Well as I said, Geany does NOT store anything about running subprocess state, and even if it did nothing gets stored if its crashed. Thats why I am suspecting that your laptop is suspending or hibernating when its battery goes flat, which may store Geany's in memory process state and restore it hence getting the same menu state. I note that suspending works as advertised in your experiment, if you still have battery, but maybe its not so reliable if the battery dies. But Geany has no knowledge of suspension and resumption, so its nothing it caters for, its entirely up to your OS and desktop if it works and Hiesenbugs are common in Linux suspend/hibernate/resume IIUC.

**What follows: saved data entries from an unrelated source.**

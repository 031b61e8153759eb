// yaff-kit/src/glyph_map.rs
//
// Copyright © 2018 The Pathfinder Project Developers.
//
// Licensed under the Apache License, Version 2.0 <LICENSE-APACHE or
// http://www.apache.org/licenses/LICENSE-2.0> or the MIT license
// <LICENSE-MIT or http://opensource.org/licenses/MIT>, at your
// option. This file may not be copied, modified, or distributed
// except according to those terms.

//! Maps from the four kinds of glyph address to glyph IDs.
//!
//! A glyph ID is the index of a glyph in its font. Several keys, in any of the maps, may map
//! to the same glyph.

use std::collections::HashMap;

use crate::label::Label;

/// Lookup tables from code points, Unicode scalars, characters and tags to glyph IDs, plus
/// the default glyph.
#[derive(Clone, Debug, Default, PartialEq)]
pub struct GlyphMap {
    code_points: HashMap<u32, u32>,
    unicode: HashMap<u32, u32>,
    characters: HashMap<char, u32>,
    tags: HashMap<String, u32>,
    default: Option<u32>,
}

impl GlyphMap {
    /// Creates an empty map.
    #[inline]
    pub fn new() -> GlyphMap {
        GlyphMap::default()
    }

    /// Registers a glyph under one of its labels, replacing any glyph previously registered
    /// under the same key.
    ///
    /// A tag spelled like a Unicode escape (`U+0041`) is registered both as a tag and under
    /// its Unicode scalar.
    pub fn insert_label(&mut self, label: &Label, glyph_id: u32) {
        match *label {
            Label::Default => self.default = Some(glyph_id),
            Label::Unicode(scalar) => {
                self.unicode.insert(scalar, glyph_id);
            }
            Label::Character(character) => {
                self.characters.insert(character, glyph_id);
            }
            Label::CodePoint(_) => {
                if let Some(code_point) = label.code_point() {
                    self.code_points.insert(code_point, glyph_id);
                }
            }
            Label::Tag(ref tag) => {
                if let Some(scalar) = label.tag_unicode_scalar() {
                    self.unicode.insert(scalar, glyph_id);
                }
                self.tags.insert(tag.clone(), glyph_id);
            }
        }
    }

    /// Replaces the default glyph.
    #[inline]
    pub fn set_default(&mut self, glyph_id: Option<u32>) {
        self.default = glyph_id
    }

    /// Resolves text: by its first character, then by that character's scalar in the Unicode
    /// and code point maps, then by the whole text as a tag, and finally the default glyph.
    pub fn lookup_character(&self, text: &str) -> Option<u32> {
        let first = text.chars().next();
        first
            .and_then(|character| self.by_character(character))
            .or_else(|| first.and_then(|character| self.by_unicode(character as u32)))
            .or_else(|| first.and_then(|character| self.by_code_point(character as u32)))
            .or_else(|| self.by_tag(text))
            .or(self.default)
    }

    /// Resolves a numeric character code: through the code point map, then the Unicode map,
    /// and finally the default glyph. Tags are never consulted.
    pub fn lookup_char_code(&self, code: u32) -> Option<u32> {
        self.by_code_point(code)
            .or_else(|| self.by_unicode(code))
            .or(self.default)
    }

    /// Looks up a code point in the font's own encoding.
    #[inline]
    pub fn by_code_point(&self, code_point: u32) -> Option<u32> {
        self.code_points.get(&code_point).cloned()
    }

    /// Looks up a Unicode scalar value.
    #[inline]
    pub fn by_unicode(&self, scalar: u32) -> Option<u32> {
        self.unicode.get(&scalar).cloned()
    }

    /// Looks up a literal character.
    #[inline]
    pub fn by_character(&self, character: char) -> Option<u32> {
        self.characters.get(&character).cloned()
    }

    /// Looks up a tag.
    #[inline]
    pub fn by_tag(&self, tag: &str) -> Option<u32> {
        self.tags.get(tag).cloned()
    }

    /// Returns the default glyph, if any.
    #[inline]
    pub fn default_glyph(&self) -> Option<u32> {
        self.default
    }

    /// Returns true if and only if some glyph is registered for the space character, as a
    /// character, a Unicode scalar, a code point or a tag.
    pub fn maps_space(&self) -> bool {
        self.by_character(' ').is_some()
            || self.by_unicode(' ' as u32).is_some()
            || self.by_code_point(' ' as u32).is_some()
            || self.by_tag(" ").is_some()
    }
}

The menu behaviour is as it was intended since 0.19 (IIRC) but its possible that in the past there was a bug in the process spawning code that returned the menu immediately, but the spawning code was mostly re-written at some point since then, possibly removing the "unintended feature". This change in behaviour has been pointed out before, but AFAIK no conclusion was reached as to why it happened, but as I said its now working as intended. Did you try running the terminal from a shell and detaching it to allow multiple terminals?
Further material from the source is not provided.